Saturday, January 23, 2010

Uncanny Valley of Fiction?

This silly piece of fiction about Airline Pilots Behaving Badly showed up in a Google alert. I read it without context, at first thinking its author was trying to pass it off as a real cockpit experience. I started into it with squinty-eyes and a frown that my profession was represented this badly, and then with a different frown as I tried to find a decade when the details would have made any sense.

It doesn't take many details to realize that it is pure, and not very well-researched fiction. A drinks cart doesn't fit in a cockpit, and pilot seats do not adjust that way. The more inaccurate it became, the more I forgave it, until I got to the last line and burst out laughing, allowing me to retroactively enjoy the whole thing.

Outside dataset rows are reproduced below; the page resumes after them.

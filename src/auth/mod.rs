//! Credentials attached to outgoing requests.
//!
//! Only header injection lives here; obtaining tokens is the caller's job.

use base64::engine::general_purpose::STANDARD;
use base64::Engine;
use secrecy::{ExposeSecret, SecretString};

/// Authentication method for GitHub API.
#[derive(Debug, Clone)]
pub enum AuthMethod {
    /// Bearer token (personal access token, OAuth token, installation token
    /// or `GITHUB_TOKEN`).
    Token(SecretString),
    /// HTTP basic credentials.
    Basic {
        /// Username.
        username: String,
        /// Password or token.
        password: SecretString,
    },
}

impl AuthMethod {
    /// Creates a bearer token authentication method.
    pub fn token(token: impl Into<String>) -> Self {
        Self::Token(SecretString::new(token.into()))
    }

    /// Creates a basic authentication method.
    pub fn basic(username: impl Into<String>, password: impl Into<String>) -> Self {
        Self::Basic {
            username: username.into(),
            password: SecretString::new(password.into()),
        }
    }

    /// Builds the `Authorization` header value.
    pub fn header_value(&self) -> String {
        match self {
            Self::Token(token) => format!("Bearer {}", token.expose_secret()),
            Self::Basic { username, password } => {
                let raw = format!("{}:{}", username, password.expose_secret());
                format!("Basic {}", STANDARD.encode(raw))
            }
        }
    }

    /// Gets a redacted description for logging.
    pub fn token_prefix(&self) -> &'static str {
        match self {
            Self::Token(t) => {
                let exposed = t.expose_secret();
                if exposed.starts_with("ghp_") {
                    "ghp_***"
                } else if exposed.starts_with("github_pat_") {
                    "github_pat_***"
                } else if exposed.starts_with("gho_") {
                    "gho_***"
                } else if exposed.starts_with("ghs_") {
                    "ghs_***"
                } else {
                    "***"
                }
            }
            Self::Basic { .. } => "basic",
        }
    }
}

Funny that. It seems that if something is completely inaccurate, I can relax and enjoy it, but if it's close enough that it could be supposed to be real, then it's uncomfortable. The principle known as Uncanny Valley in animation applies to fiction as well? Or is that just me?

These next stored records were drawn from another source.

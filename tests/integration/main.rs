//! Integration tests using WireMock
//!
//! These tests run each service against a mock HTTP server and check the full
//! request/response cycle: paths, headers, query strings, bodies, decoding and
//! error mapping.

mod actions;
mod billing;
mod codespaces;
mod organizations;
mod repositories;
mod scim;
mod users;

use github::GitHubClient;
use wiremock::matchers::{header, method, path};
use wiremock::{Mock, MockBuilder, MockServer, ResponseTemplate};

pub const TEST_TOKEN: &str = "test-token";

/// Helper to start a mock server.
pub async fn setup_mock_server() -> MockServer {
    MockServer::start().await
}

/// Helper to build a token-authenticated client pointing at the mock server.
pub fn client_for(server: &MockServer) -> GitHubClient {
    GitHubClient::builder()
        .base_url(server.uri())
        .token(TEST_TOKEN)
        .build()
        .expect("Failed to build client")
}

/// Helper to create a mock that requires the standard GitHub headers.
pub fn mock_with_auth(method_matcher: &str, path_matcher: &str) -> MockBuilder {
    Mock::given(method(method_matcher))
        .and(path(path_matcher))
        .and(header("Authorization", "Bearer test-token"))
        .and(header("Accept", "application/vnd.github+json"))
}

/// Helper to create success response templates.
pub fn success_response(body: serde_json::Value) -> ResponseTemplate {
    ResponseTemplate::new(200).set_body_json(body)
}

Oops, I just started blogging and I haven't done my sim yet. That's chronic, by the way. Whenever I feel like blogging I realize I haven't done my sim yet, so do I sim? No, I don't feel like simming when I feel like blogging. So instead I surf the Internet. When I feel like simming I sim, but when I'm done simming it's too late to blog, so I don't. I'm now only two days ahead of the proper date when it comes to writing up blog posts. But I'm practically current on the entire Cheezeburger Network. I'll have to come up with a new rule.

2 comments:

Sarah said...

I don't think it's just you. Any depiction in movies or TV of something I know a lot about that is close to right, but just .. wrong .. bugs me. Unless, of course, it is supposed to be funny, like Airplane!.

It's like a special case of the the uncanny valley. The valley is keeping me from really wanting to see that new movie with the titanic blue aliens.

Michael5000 said...

I think the gig was kind of up at "Captain Lance von Hollycock." If there was any remaining credibility, "Transatlantic flight 12B" finished it off.